# About this exercise
Transcribe only the lines between the first line of the records and the line containing "phrases across session records.", inclusive, exactly as written.

# The records
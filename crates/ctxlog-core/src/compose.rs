//! Human-readable digests over stored records.
//!
//! Everything here is presentation: the composer receives records that were
//! already selected and ordered, and never touches a store.

use crate::record::{StoredRecord, StoreKind};
use crate::search::SearchHit;
use crate::text::tokens;
use chrono::{DateTime, Utc};
use std::cmp::Reverse;
use std::fmt;
use std::path::PathBuf;

const TIMESTAMP_FORMAT: &str = "%Y-%m-%d %H:%M";

const DEBUGGING_KEYWORDS: &[&str] = &["error", "bug", "debug", "fix", "problem", "crash", "fail"];
const BUILDING_KEYWORDS: &[&str] = &["build", "compile", "deploy", "configur", "release"];
const FEATURE_KEYWORDS: &[&str] = &["feature", "implement", "add", "new"];

/// Coarse classification of a task description.
#[derive(Debug, Clone, Copy, PartialEq, Eq)]
pub enum TaskFocus {
    Debugging,
    Building,
    FeatureDevelopment,
    General,
}

impl TaskFocus {
    /// Classify by keyword prefix; the first matching focus wins.
    pub fn classify(task: &str) -> Self {
        let words: Vec<String> = tokens(task).collect();
        let hits = |keywords: &[&str]| {
            words
                .iter()
                .any(|word| keywords.iter().any(|keyword| word.starts_with(keyword)))
        };
        if hits(DEBUGGING_KEYWORDS) {
            TaskFocus::Debugging
        } else if hits(BUILDING_KEYWORDS) {
            TaskFocus::Building
        } else if hits(FEATURE_KEYWORDS) {
            TaskFocus::FeatureDevelopment
        } else {
            TaskFocus::General
        }
    }

    pub fn label(self) -> &'static str {
        match self {
            TaskFocus::Debugging => "DEBUGGING",
            TaskFocus::Building => "BUILDING",
            TaskFocus::FeatureDevelopment => "FEATURE_DEVELOPMENT",
            TaskFocus::General => "GENERAL",
        }
    }
}

impl fmt::Display for TaskFocus {
    fn fmt(&self, f: &mut fmt::Formatter<'_>) -> fmt::Result {
        f.write_str(self.label())
    }
}

/// Aggregate counts across the four stores.
#[derive(Debug, Clone, PartialEq)]
pub struct ContextStats {
    pub sessions: usize,
    pub events: usize,
    pub summaries: usize,
    pub decisions: usize,
    /// Key phrases across session records.
    pub session_phrases: usize,
    /// Words across session records.
    pub session_words: usize,
    pub storage_root: PathBuf,
    pub capacity: usize,
}

impl ContextStats {
    pub fn total_records(&self) -> usize {
        self.sessions + self.events + self.summaries + self.decisions
    }

    pub fn average_words(&self) -> f64 {
        if self.sessions == 0 {
            0.0
        } else {
            self.session_words as f64 / self.sessions as f64
        }
    }
}

impl fmt::Display for ContextStats {
    fn fmt(&self, f: &mut fmt::Formatter<'_>) -> fmt::Result {
        writeln!(f, "=== CONTEXT STATISTICS ===")?;
        writeln!(f, "Session summaries: {}", self.sessions)?;
        writeln!(f, "Total key phrases extracted: {}", self.session_phrases)?;
        writeln!(f, "Significant events: {}", self.events)?;
        writeln!(f, "Hierarchical summaries: {}", self.summaries)?;
        writeln!(f, "Decision records: {}", self.decisions)?;
        writeln!(f, "Total words in summaries: {}", self.session_words)?;
        writeln!(f, "Average words per summary: {:.1}", self.average_words())?;
        writeln!(f, "Storage location: {}", self.storage_root.display())?;
        write!(
            f,
            "Storage method: Local JSON files ({} records per store)",
            self.capacity
        )
    }
}

/// Renders records into digest text.
#[derive(Debug, Clone, Copy)]
pub struct Composer {
    preview_words: usize,
}

impl Composer {
    pub fn new(preview_words: usize) -> Self {
        Self { preview_words }
    }

    /// Digest of the latest sessions and events, newest first.
    pub fn recent_digest(&self, mut records: Vec<StoredRecord>) -> String {
        records.sort_by_key(|record| {
            let stamp = record.stamp();
            (Reverse(stamp.timestamp), Reverse(stamp.seq), record.kind())
        });
        let mut out = String::from("=== SESSION CONTEXT ===\n");
        if records.is_empty() {
            out.push_str("\nNo sessions or events recorded yet.\n");
        }
        for (idx, record) in records.iter().enumerate() {
            out.push('\n');
            self.render_entry(&mut out, idx + 1, record, None);
        }
        out.push_str("\n=== END CONTEXT ===");
        out
    }

    /// Digest of search hits relevant to a task.
    pub fn relevant_digest(&self, focus: TaskFocus, hits: &[SearchHit]) -> String {
        if hits.is_empty() {
            return "No relevant context found".to_string();
        }
        let mut out = format!("=== RELEVANT CONTEXT ({focus}) ===\n");
        for (idx, hit) in hits.iter().enumerate() {
            out.push('\n');
            self.render_entry(&mut out, idx + 1, &hit.record, Some(hit.score));
        }
        out.truncate(out.trim_end().len());
        out
    }

    pub fn search_results(&self, query: &str, hits: &[SearchHit]) -> String {
        if hits.is_empty() {
            return format!("No context found matching '{query}'");
        }
        let mut out = format!("=== SEARCH RESULTS for '{query}' ===\n");
        for (idx, hit) in hits.iter().enumerate() {
            out.push('\n');
            self.render_entry(&mut out, idx + 1, &hit.record, Some(hit.score));
        }
        out.truncate(out.trim_end().len());
        out
    }

    fn render_entry(&self, out: &mut String, index: usize, record: &StoredRecord, score: Option<u32>) {
        let stamp = record.stamp();
        out.push_str(&format!(
            "{index}. [{}] ({})",
            format_timestamp(stamp.timestamp),
            record.kind().record_label()
        ));
        if let Some(score) = score {
            out.push_str(&format!(" [relevance: {score}]"));
        }
        out.push_str(&format!("\n   {}\n", self.headline(record)));
        if !record.tags().is_empty() {
            let tags: Vec<&str> = record.tags().iter().map(String::as_str).collect();
            out.push_str(&format!("   Tags: {}\n", tags.join(", ")));
        }
        let phrases = record.phrase_count();
        if phrases > 0 && record.kind() != StoreKind::Decisions {
            out.push_str(&format!("   Key insights: {phrases} items\n"));
        }
    }

    fn headline(&self, record: &StoredRecord) -> String {
        match record {
            StoredRecord::Event(event) => format!(
                "{} ({}): {}",
                event.event_type,
                event.project,
                preview(&event.text, self.preview_words)
            ),
            StoredRecord::Decision(decision) => {
                let phrases: Vec<String> = decision.phrases.iter().map(ToString::to_string).collect();
                preview(&phrases.join("; "), self.preview_words)
            }
            other => preview(other.text(), self.preview_words),
        }
    }
}

/// First `max_words` words on one line, with `...` when cut.
pub fn preview(text: &str, max_words: usize) -> String {
    let mut words = text.split_whitespace();
    let kept: Vec<&str> = words.by_ref().take(max_words).collect();
    let mut line = kept.join(" ");
    if words.next().is_some() {
        line.push_str("...");
    }
    line
}

pub fn format_timestamp(timestamp: DateTime<Utc>) -> String {
    timestamp.format(TIMESTAMP_FORMAT).to_string()
}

# Output below
filename crates/ctxlog-core/src/compose.rs
//! Human-readable digests over stored records.
//!
//! Everything here is presentation: the composer receives records that were
//! already selected and ordered, and never touches a store.

use crate::record::{StoredRecord, StoreKind};
use crate::search::SearchHit;
use crate::text::tokens;
use chrono::{DateTime, Utc};
use std::cmp::Reverse;
use std::fmt;
use std::path::PathBuf;

const TIMESTAMP_FORMAT: &str = "%Y-%m-%d %H:%M";

const DEBUGGING_KEYWORDS: &[&str] = &["error", "bug", "debug", "fix", "problem", "crash", "fail"];
const BUILDING_KEYWORDS: &[&str] = &["build", "compile", "deploy", "configur", "release"];
const FEATURE_KEYWORDS: &[&str] = &["feature", "implement", "add", "new"];

/// Coarse classification of a task description.
#[derive(Debug, Clone, Copy, PartialEq, Eq)]
pub enum TaskFocus {
    Debugging,
    Building,
    FeatureDevelopment,
    General,
}

impl TaskFocus {
    /// Classify by keyword prefix; the first matching focus wins.
    pub fn classify(task: &str) -> Self {
        let words: Vec<String> = tokens(task).collect();
        let hits = |keywords: &[&str]| {
            words
                .iter()
                .any(|word| keywords.iter().any(|keyword| word.starts_with(keyword)))
        };
        if hits(DEBUGGING_KEYWORDS) {
            TaskFocus::Debugging
        } else if hits(BUILDING_KEYWORDS) {
            TaskFocus::Building
        } else if hits(FEATURE_KEYWORDS) {
            TaskFocus::FeatureDevelopment
        } else {
            TaskFocus::General
        }
    }

    pub fn label(self) -> &'static str {
        match self {
            TaskFocus::Debugging => "DEBUGGING",
            TaskFocus::Building => "BUILDING",
            TaskFocus::FeatureDevelopment => "FEATURE_DEVELOPMENT",
            TaskFocus::General => "GENERAL",
        }
    }
}

impl fmt::Display for TaskFocus {
    fn fmt(&self, f: &mut fmt::Formatter<'_>) -> fmt::Result {
        f.write_str(self.label())
    }
}

/// Aggregate counts across the four stores.
#[derive(Debug, Clone, PartialEq)]
pub struct ContextStats {
    pub sessions: usize,
    pub events: usize,
    pub summaries: usize,
    pub decisions: usize,
    /// Key phrases across session records.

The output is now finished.